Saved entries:
----------------

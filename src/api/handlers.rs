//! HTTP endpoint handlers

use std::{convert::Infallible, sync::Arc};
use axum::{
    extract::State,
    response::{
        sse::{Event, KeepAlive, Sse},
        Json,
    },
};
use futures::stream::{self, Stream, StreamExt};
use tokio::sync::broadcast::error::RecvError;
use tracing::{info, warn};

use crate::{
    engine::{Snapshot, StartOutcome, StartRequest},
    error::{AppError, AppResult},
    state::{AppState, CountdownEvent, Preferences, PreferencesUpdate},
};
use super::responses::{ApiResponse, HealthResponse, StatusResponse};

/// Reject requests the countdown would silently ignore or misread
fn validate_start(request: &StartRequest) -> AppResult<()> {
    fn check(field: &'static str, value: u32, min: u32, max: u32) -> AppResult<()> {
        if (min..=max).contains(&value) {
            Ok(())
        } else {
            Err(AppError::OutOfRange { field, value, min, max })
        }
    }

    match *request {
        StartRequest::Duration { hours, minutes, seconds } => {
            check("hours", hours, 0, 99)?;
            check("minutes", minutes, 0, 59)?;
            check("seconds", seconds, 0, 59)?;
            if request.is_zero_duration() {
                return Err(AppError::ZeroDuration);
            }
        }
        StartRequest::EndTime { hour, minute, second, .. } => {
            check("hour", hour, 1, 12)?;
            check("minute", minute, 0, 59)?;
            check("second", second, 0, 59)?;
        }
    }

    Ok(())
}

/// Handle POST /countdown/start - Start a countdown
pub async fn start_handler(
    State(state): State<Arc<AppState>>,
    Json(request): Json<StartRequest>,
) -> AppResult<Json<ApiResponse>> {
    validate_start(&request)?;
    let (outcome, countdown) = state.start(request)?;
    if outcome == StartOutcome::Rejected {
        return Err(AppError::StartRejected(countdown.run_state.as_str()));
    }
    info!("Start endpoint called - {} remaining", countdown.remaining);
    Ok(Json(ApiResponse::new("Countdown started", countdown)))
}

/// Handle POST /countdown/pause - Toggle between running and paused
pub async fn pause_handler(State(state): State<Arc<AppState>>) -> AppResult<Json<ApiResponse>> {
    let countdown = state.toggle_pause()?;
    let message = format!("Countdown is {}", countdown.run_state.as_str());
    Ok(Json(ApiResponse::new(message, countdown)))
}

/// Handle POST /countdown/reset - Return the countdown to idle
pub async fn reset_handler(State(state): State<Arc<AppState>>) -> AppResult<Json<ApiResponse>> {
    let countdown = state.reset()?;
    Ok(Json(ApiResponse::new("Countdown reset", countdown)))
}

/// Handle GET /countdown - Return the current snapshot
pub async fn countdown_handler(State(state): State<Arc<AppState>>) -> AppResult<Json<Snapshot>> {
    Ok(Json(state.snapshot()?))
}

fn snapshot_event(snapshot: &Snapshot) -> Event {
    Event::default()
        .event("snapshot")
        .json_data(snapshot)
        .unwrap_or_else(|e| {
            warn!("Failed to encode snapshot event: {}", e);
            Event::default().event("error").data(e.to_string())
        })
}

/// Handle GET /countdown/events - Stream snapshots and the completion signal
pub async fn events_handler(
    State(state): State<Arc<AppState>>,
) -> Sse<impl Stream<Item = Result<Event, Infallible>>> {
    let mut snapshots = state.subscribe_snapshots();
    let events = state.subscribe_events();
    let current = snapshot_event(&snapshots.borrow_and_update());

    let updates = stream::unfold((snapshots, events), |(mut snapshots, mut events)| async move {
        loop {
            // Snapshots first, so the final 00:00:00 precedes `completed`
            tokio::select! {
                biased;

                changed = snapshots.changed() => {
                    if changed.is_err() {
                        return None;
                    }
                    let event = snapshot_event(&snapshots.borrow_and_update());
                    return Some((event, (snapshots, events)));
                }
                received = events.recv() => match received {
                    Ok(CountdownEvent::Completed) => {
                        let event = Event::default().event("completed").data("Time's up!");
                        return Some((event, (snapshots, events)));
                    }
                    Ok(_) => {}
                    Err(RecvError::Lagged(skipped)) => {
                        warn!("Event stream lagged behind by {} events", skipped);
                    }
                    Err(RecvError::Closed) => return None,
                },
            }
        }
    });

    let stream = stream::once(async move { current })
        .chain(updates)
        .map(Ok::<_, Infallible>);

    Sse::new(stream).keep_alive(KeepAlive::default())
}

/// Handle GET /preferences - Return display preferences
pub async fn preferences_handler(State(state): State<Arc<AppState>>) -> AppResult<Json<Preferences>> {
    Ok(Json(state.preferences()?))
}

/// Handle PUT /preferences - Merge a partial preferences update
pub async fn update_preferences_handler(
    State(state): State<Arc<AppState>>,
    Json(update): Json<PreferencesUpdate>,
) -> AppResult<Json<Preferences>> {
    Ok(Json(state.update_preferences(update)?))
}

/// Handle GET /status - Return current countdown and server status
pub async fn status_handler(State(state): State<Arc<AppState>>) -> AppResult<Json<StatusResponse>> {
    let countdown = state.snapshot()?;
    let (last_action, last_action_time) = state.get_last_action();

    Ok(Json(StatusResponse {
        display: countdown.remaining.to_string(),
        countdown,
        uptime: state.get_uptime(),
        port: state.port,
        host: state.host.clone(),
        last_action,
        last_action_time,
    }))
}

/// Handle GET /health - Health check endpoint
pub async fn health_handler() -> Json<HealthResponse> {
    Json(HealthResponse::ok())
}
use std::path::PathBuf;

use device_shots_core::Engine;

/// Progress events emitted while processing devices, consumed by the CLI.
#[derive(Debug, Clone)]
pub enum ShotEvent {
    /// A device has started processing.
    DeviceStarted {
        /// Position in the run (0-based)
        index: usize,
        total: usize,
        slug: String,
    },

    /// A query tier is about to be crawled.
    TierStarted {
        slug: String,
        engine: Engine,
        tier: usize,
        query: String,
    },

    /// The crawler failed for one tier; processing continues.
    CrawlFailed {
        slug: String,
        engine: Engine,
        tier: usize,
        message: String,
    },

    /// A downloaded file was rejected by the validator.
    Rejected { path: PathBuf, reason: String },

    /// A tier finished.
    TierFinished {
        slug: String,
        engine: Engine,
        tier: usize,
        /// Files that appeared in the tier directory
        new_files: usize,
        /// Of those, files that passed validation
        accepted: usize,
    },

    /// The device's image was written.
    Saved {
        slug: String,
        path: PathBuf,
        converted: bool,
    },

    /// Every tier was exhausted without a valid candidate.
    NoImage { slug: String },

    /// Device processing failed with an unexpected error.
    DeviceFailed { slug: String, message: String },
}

----------------

- [Task directions] Each entry is to be retyped exactly as it appears.

- [Task result]
filename src/api/handlers.rs
//! HTTP endpoint handlers

use std::{convert::Infallible, sync::Arc};
use axum::{
    extract::State,
    response::{
        sse::{Event, KeepAlive, Sse},
        Json,
    },
};
use futures::stream::{self, Stream, StreamExt};
use tokio::sync::broadcast::error::RecvError;
use tracing::{info, warn};

use crate::{
    engine::{Snapshot, StartOutcome, StartRequest},
    error::{AppError, AppResult},
    state::{AppState, CountdownEvent, Preferences, PreferencesUpdate},
};
use super::responses::{ApiResponse, HealthResponse, StatusResponse};

/// Reject requests the countdown would silently ignore or misread
fn validate_start(request: &StartRequest) -> AppResult<()> {
    fn check(field: &'static str, value: u32, min: u32, max: u32) -> AppResult<()> {
        if (min..=max).contains(&value) {
            Ok(())
        } else {
            Err(AppError::OutOfRange { field, value, min, max })
        }
    }

    match *request {
        StartRequest::Duration { hours, minutes, seconds } => {
            check("hours", hours, 0, 99)?;
            check("minutes", minutes, 0, 59)?;
            check("seconds", seconds, 0, 59)?;
            if request.is_zero_duration() {
                return Err(AppError::ZeroDuration);
            }
        }
        StartRequest::EndTime { hour, minute, second, .. } => {
            check("hour", hour, 1, 12)?;
            check("minute", minute, 0, 59)?;
            check("second", second, 0, 59)?;
        }
    }

    Ok(())
}

/// Handle POST /countdown/start - Start a countdown
pub async fn start_handler(
    State(state): State<Arc<AppState>>,
    Json(request): Json<StartRequest>,
) -> AppResult<Json<ApiResponse>> {
    validate_start(&request)?;
    let (outcome, countdown) = state.start(request)?;
    if outcome == StartOutcome::Rejected {
        return Err(AppError::StartRejected(countdown.run_state.as_str()));
    }
    info!("Start endpoint called - {} remaining", countdown.remaining);
    Ok(Json(ApiResponse::new("Countdown started", countdown)))
}

/// Handle POST /countdown/pause - Toggle between running and paused
pub async fn pause_handler(State(state): State<Arc<AppState>>) -> AppResult<Json<ApiResponse>> {
    let countdown = state.toggle_pause()?;
    let message = format!("Countdown is {}", countdown.run_state.as_str());
    Ok(Json(ApiResponse::new(message, countdown)))
}

/// Handle POST /countdown/reset - Return the countdown to idle
pub async fn reset_handler(State(state): State<Arc<AppState>>) -> AppResult<Json<ApiResponse>> {
    let countdown = state.reset()?;
    Ok(Json(ApiResponse::new("Countdown reset", countdown)))
}

/// Handle GET /countdown - Return the current snapshot
pub async fn countdown_handler(State(state): State<Arc<AppState>>) -> AppResult<Json<Snapshot>> {
    Ok(Json(state.snapshot()?))
}

fn snapshot_event(snapshot: &Snapshot) -> Event {
    Event::default()
        .event("snapshot")
        .json_data(snapshot)
        .unwrap_or_else(|e| {
            warn!("Failed to encode snapshot event: {}", e);
            Event::default().event("error").data(e.to_string())
        })
}

/// Handle GET /countdown/events - Stream snapshots and the completion signal
pub async fn events_handler(
    State(state): State<Arc<AppState>>,
) -> Sse<impl Stream<Item = Result<Event, Infallible>>> {
    let mut snapshots = state.subscribe_snapshots();
    let events = state.subscribe_events();
    let current = snapshot_event(&snapshots.borrow_and_update());

    let updates = stream::unfold((snapshots, events), |(mut snapshots, mut events)| async move {
        loop {
            // Snapshots first, so the final 00:00:00 precedes `completed`
            tokio::select! {
                biased;

                changed = snapshots.changed() => {
                    if changed.is_err() {
                        return None;
                    }
                    let event = snapshot_event(&snapshots.borrow_and_update());
                    return Some((event, (snapshots, events)));
                }
                received = events.recv() => match received {
                    Ok(CountdownEvent::Completed) => {
                        let event = Event::default().event("completed").data("Time's up!");
                        return Some((event, (snapshots, events)));
                    }
                    Ok(_) => {}
                    Err(RecvError::Lagged(skipped)) => {
                        warn!("Event stream lagged behind by {} events", skipped);
                    }
                    Err(RecvError::Closed) => return None,
                },
            }
        }
    });

    let stream = stream::once(async move { current })
        .chain(updates)
        .map(Ok::<_, Infallible>);

    Sse::new(stream).keep_alive(KeepAlive::default())
}

/// Handle GET /preferences - Return display preferences
pub async fn preferences_handler(State(state): State<Arc<AppState>>) -> AppResult<Json<Preferences>> {
    Ok(Json(state.preferences()?))
}

/// Handle PUT /preferences - Merge a partial preferences update
pub async fn update_preferences_handler(
    State(state): State<Arc<AppState>>,
    Json(update): Json<PreferencesUpdate>,
) -> AppResult<Json<Preferences>> {
    Ok(Json(state.update_preferences(update)?))
}

/// Handle GET /status - Return current countdown and server status
pub async fn status_handler(State(state): State<Arc<AppState>>) -> AppResult<Json<StatusResponse>> {
    let countdown = state.snapshot()?;
    let (last_action, last_action_time) = state.get_last_action();

    Ok(Json(StatusResponse {
        display: countdown.remaining.to_string(),
        countdown,
        uptime: state.get_uptime(),
        port: state.port,
        host: state.host.clone(),
        last_action,
        last_action_time,
    }))
}

/// Handle GET /health - Health check endpoint
pub async fn health_handler() -> Json<HealthResponse> {
    Json(HealthResponse::ok())
}
use std::path::PathBuf;

use device_shots_core::Engine;

/// Progress events emitted while processing devices, consumed by the CLI.
#[derive(Debug, Clone)]
pub enum ShotEvent {
    /// A device has started processing.
    DeviceStarted {
        /// Position in the run (0-based)
        index: usize,
        total: usize,
        slug: String,
    },

    /// A query tier is about to be crawled.
    TierStarted {
        slug: String,
        engine: Engine,
        tier: usize,
        query: String,
    },

    /// The crawler failed for one tier; processing continues.
    CrawlFailed {
        slug: String,
        engine: Engine,
        tier: usize,
        message: String,
    },

    /// A downloaded file was rejected by the validator.
    Rejected { path: PathBuf, reason: String },

    /// A tier finished.
    TierFinished {
        slug: String,
        engine: Engine,
        tier: usize,
        /// Files that appeared in the tier directory
        new_files: usize,
        /// Of those, files that passed validation
        accepted: usize,
    },

    /// The device's image was written.
    Saved {
        slug: String,
        path: PathBuf,
        converted: bool,
    },

    /// Every tier was exhausted without a valid candidate.
    NoImage { slug: String },

    /// Device processing failed with an unexpected error.
    DeviceFailed { slug: String, message: String },
}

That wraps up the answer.